She asks me if she’s stuttering and twitchy, and I have to tell her that she is, but it’s because she is tired. In fact, she is too tired to enjoy the diagnosis of not having dementia but some other condition which affects the memory and can be treated. Mother is this tired because as well as her trips today and at the beginning of the week, she had to travel the same distance in the other direction for a mental health assessment.
Off the bus, into the foyer, ah yes… coffee and packaged fake cake and sit around waiting for the appointed time. Then, off up to the ward and – oh, he’s been moved back to the other ward. Ok. Ah. Mother remembers that he was in a side room on his own; so I look, and he is not there. Up to the end, into another sideward with two other old guys busy dying and he’s…
He’s prone in bed, scrunched up a little to the right this time and for some reason – it could be fewer bedclothes, it might be the lack of dressing gown, I don’t know – he’s looking as skeletal as ever. I sniff deeply over his bed without anyone noticing. Nope, he’s still alive. There’s a mad anecdote where he seems to be apologising about the past or something and I quip about Oscar Wilde and brevity being the soul of wit; one of his favoured sayings and his face scrunches up as if I was speaking in a completely alien language.

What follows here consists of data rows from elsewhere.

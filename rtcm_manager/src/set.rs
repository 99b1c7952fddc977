//! Controller set: loaded instances keyed by unique name.
//!
//! Iteration follows registration order, which is also the order running
//! controllers are updated in each tick.

use crate::instance::ControllerInstance;
use crate::status::ControllerStatus;

/// Loaded controllers in registration order.
#[derive(Debug, Default)]
pub struct ControllerSet {
    instances: Vec<ControllerInstance>,
}

impl ControllerSet {
    pub fn new() -> Self {
        Self::default()
    }

    /// Add an instance; hands it back if the name is taken.
    pub fn insert(&mut self, instance: ControllerInstance) -> Result<(), ControllerInstance> {
        if self.contains(instance.name()) {
            return Err(instance);
        }
        self.instances.push(instance);
        Ok(())
    }

    /// Remove by name, preserving the order of the rest.
    pub fn remove(&mut self, name: &str) -> Option<ControllerInstance> {
        let index = self.position(name)?;
        Some(self.instances.remove(index))
    }

    pub fn get(&self, name: &str) -> Option<&ControllerInstance> {
        self.instances.iter().find(|c| c.name() == name)
    }

    pub fn get_mut(&mut self, name: &str) -> Option<&mut ControllerInstance> {
        self.instances.iter_mut().find(|c| c.name() == name)
    }

    pub fn contains(&self, name: &str) -> bool {
        self.position(name).is_some()
    }

    pub fn iter(&self) -> impl Iterator<Item = &ControllerInstance> {
        self.instances.iter()
    }

    pub fn iter_mut(&mut self) -> impl Iterator<Item = &mut ControllerInstance> {
        self.instances.iter_mut()
    }

    /// Names of running controllers, in registration order.
    pub fn running(&self) -> impl Iterator<Item = &str> {
        self.instances
            .iter()
            .filter(|c| c.state().is_running())
            .map(ControllerInstance::name)
    }

    /// Owned snapshot of every instance.
    pub fn snapshot(&self) -> Vec<ControllerStatus> {
        self.instances
            .iter()
            .map(|c| ControllerStatus::new(c.info(), c.state()))
            .collect()
    }

    pub fn len(&self) -> usize {
        self.instances.len()
    }

    pub fn is_empty(&self) -> bool {
        self.instances.is_empty()
    }

    fn position(&self, name: &str) -> Option<usize> {
        self.instances.iter().position(|c| c.name() == name)
    }
}
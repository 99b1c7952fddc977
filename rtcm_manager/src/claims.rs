//! Resource claim registry.
//!
//! Maps each claimed hardware resource to the running controller that holds
//! it. A resource is held by at most one running controller at any time.
//!
//! Claims change in two steps: [`ClaimRegistry::reserve`] checks a switch
//! and returns a [`Reservation`] without touching the registry;
//! [`ClaimRegistry::commit`] applies it once the switch has gone through.
//! Dropping a reservation leaves the registry unchanged.

use rtcm_common::types::ControllerInfo;
use std::collections::BTreeMap;
use std::fmt;

/// Where a conflicting claim comes from.
#[derive(Debug, Clone, Copy, PartialEq, Eq)]
pub enum ConflictKind {
    /// Two starters of the same request want the resource.
    SameRequest,
    /// A controller that keeps running holds the resource.
    Running,
}

/// A resource two controllers want at once.
#[derive(Debug, Clone, PartialEq, Eq)]
pub struct ClaimConflict {
    pub resource: String,
    /// Starter that asked for the resource.
    pub requested_by: String,
    /// Other starter or current holder.
    pub held_by: String,
    pub kind: ConflictKind,
}

impl fmt::Display for ClaimConflict {
    fn fmt(&self, f: &mut fmt::Formatter<'_>) -> fmt::Result {
        match self.kind {
            ConflictKind::SameRequest => write!(
                f,
                "'{}' and '{}' both claim '{}'",
                self.held_by, self.requested_by, self.resource
            ),
            ConflictKind::Running => write!(
                f,
                "'{}' claims '{}' held by running controller '{}'",
                self.requested_by, self.resource, self.held_by
            ),
        }
    }
}

/// Claim changes approved by [`ClaimRegistry::reserve`].
#[must_use = "a reservation does nothing until committed"]
#[derive(Debug, Clone, Default, PartialEq, Eq)]
pub struct Reservation {
    release: Vec<String>,
    acquire: Vec<(String, String)>,
}

impl Reservation {
    /// Drop every resource reserved for `controller` (its start failed).
    pub fn forfeit(&mut self, controller: &str) {
        self.acquire.retain(|(_, holder)| holder != controller);
    }

    /// Resources this reservation would hand out, with their new holders.
    pub fn acquired(&self) -> impl Iterator<Item = (&str, &str)> {
        self.acquire.iter().map(|(r, c)| (r.as_str(), c.as_str()))
    }
}

/// Resource → holding controller.
#[derive(Debug, Clone, Default)]
pub struct ClaimRegistry {
    holders: BTreeMap<String, String>,
}

impl ClaimRegistry {
    pub fn new() -> Self {
        Self::default()
    }

    /// First conflict a switch would cause, if any.
    ///
    /// Overlap between starters is checked before current claims. A resource
    /// held by a controller in `stop` is free for the starters.
    pub fn check_for_conflict(
        &self,
        stop: &[ControllerInfo],
        start: &[ControllerInfo],
    ) -> Option<ClaimConflict> {
        for (i, later) in start.iter().enumerate() {
            for earlier in &start[..i] {
                if let Some(resource) = later.claimed.overlap(&earlier.claimed) {
                    return Some(ClaimConflict {
                        resource: resource.to_string(),
                        requested_by: later.name.clone(),
                        held_by: earlier.name.clone(),
                        kind: ConflictKind::SameRequest,
                    });
                }
            }
        }

        for starter in start {
            for resource in starter.claimed.resource_set() {
                let Some(holder) = self.holders.get(resource) else {
                    continue;
                };
                if holder == &starter.name || stop.iter().any(|s| &s.name == holder) {
                    continue;
                }
                return Some(ClaimConflict {
                    resource: resource.to_string(),
                    requested_by: starter.name.clone(),
                    held_by: holder.clone(),
                    kind: ConflictKind::Running,
                });
            }
        }
        None
    }

    /// Check a switch and describe its claim changes.
    pub fn reserve(
        &self,
        stop: &[ControllerInfo],
        start: &[ControllerInfo],
    ) -> Result<Reservation, ClaimConflict> {
        if let Some(conflict) = self.check_for_conflict(stop, start) {
            return Err(conflict);
        }
        Ok(Reservation {
            release: stop.iter().map(|s| s.name.clone()).collect(),
            acquire: start
                .iter()
                .flat_map(|s| {
                    s.claimed
                        .resource_set()
                        .into_iter()
                        .map(move |r| (r.to_string(), s.name.clone()))
                })
                .collect(),
        })
    }

    /// Apply a reservation.
    pub fn commit(&mut self, reservation: Reservation) {
        for controller in &reservation.release {
            self.release(controller);
        }
        for (resource, controller) in reservation.acquire {
            self.holders.insert(resource, controller);
        }
    }

    /// Drop every claim held by `controller`.
    pub fn release(&mut self, controller: &str) {
        self.holders.retain(|_, holder| holder != controller);
    }

    /// Controller holding `resource`.
    #[cfg(test)]
    fn holder(&self, resource: &str) -> Option<&str> {
        self.holders.get(resource).map(String::as_str)
    }

    /// All current claims.
    pub fn claims(&self) -> &BTreeMap<String, String> {
        &self.holders
    }

    #[cfg(test)]
    fn is_empty(&self) -> bool {
        self.holders.is_empty()
    }
}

So his neurons are going. Great. How much longer before he simply turns into breathing meat?
While we have been greeted warmly by the nurses, when I go to make my own investigation about how the old man’s doing, I notice a terrified emptiness in their eyes. It’s as if they want to grab my collar and slam me up against the nearest wall, bawl into my face from kissing distance, “He’s DYING you jackass! This is it! He is NOT going to ‘get better’!” I can’t tell them I see this though.
Paper thin whispers from him. Skin close on his skull. I check the board, see how to read it in seconds; hey, I used to watch medical dramas. Yes, he’s down for physio (hah! He’s lost most of his muscles). I return and he’s deep in conversation with mother, trying to get her to understand that volunteers bring a sundries and sweeties trolley around and he wants some money so that even if he doesn’t actually want anything from it, he can buy some stuff from the trolley. I sit on the ‘patient chair’ beside the bed and watch this unfold… feeling seasick somehow. Hang on… what the hell’s going on with my bum? It feels like I farted, but I didn’t… oh wait… it is different now… It’s one of those cushions designed to prevent sores on people who may get them. I relax and try to enjoy the unusualness of it. Then we leave.
We talk about how he seems today, and I can see that mother’s very tired indeed. Too tired to enjoy the diagnosis of not having dementia. Did I say that before? The bus journey back is unappealing to me. For the first time, mother talks about how she can see he’s hurting and afraid inside, and how no one can reach in there and give comfort… she wants him home to look after him – all these years as wife and mother, it’s all she can think to do. It’s the first time she’s spoken of it in this way, of seeing it from his angle. I give her some waffle about how I play with words to deal with the situation, and end up with telling her that when I feel overwhelmed with emotion by it all, I recognise that I have compassion – something lacking in many. And that it’s strong in me because when you look at it, the biggest part of compassion is ‘passion’. She nods sagely and the bus is better than on time so we start for home.
My brother is busy doing his part as we drip in from getting soaked from the bus stop to home, and I tell him that if the weather is like this before leaving for the bus stop, abort the visit that day and do it the next. Sitting on a bus in wet clothes like this is not fun, and not good for anyone. He agrees. And I tell him that if I come up to the house from my place and I’m this wet on my day to take mother, I’ll call it off. He agrees. I report to him what was said, and that we’d left him money for the trolley. He looks tired.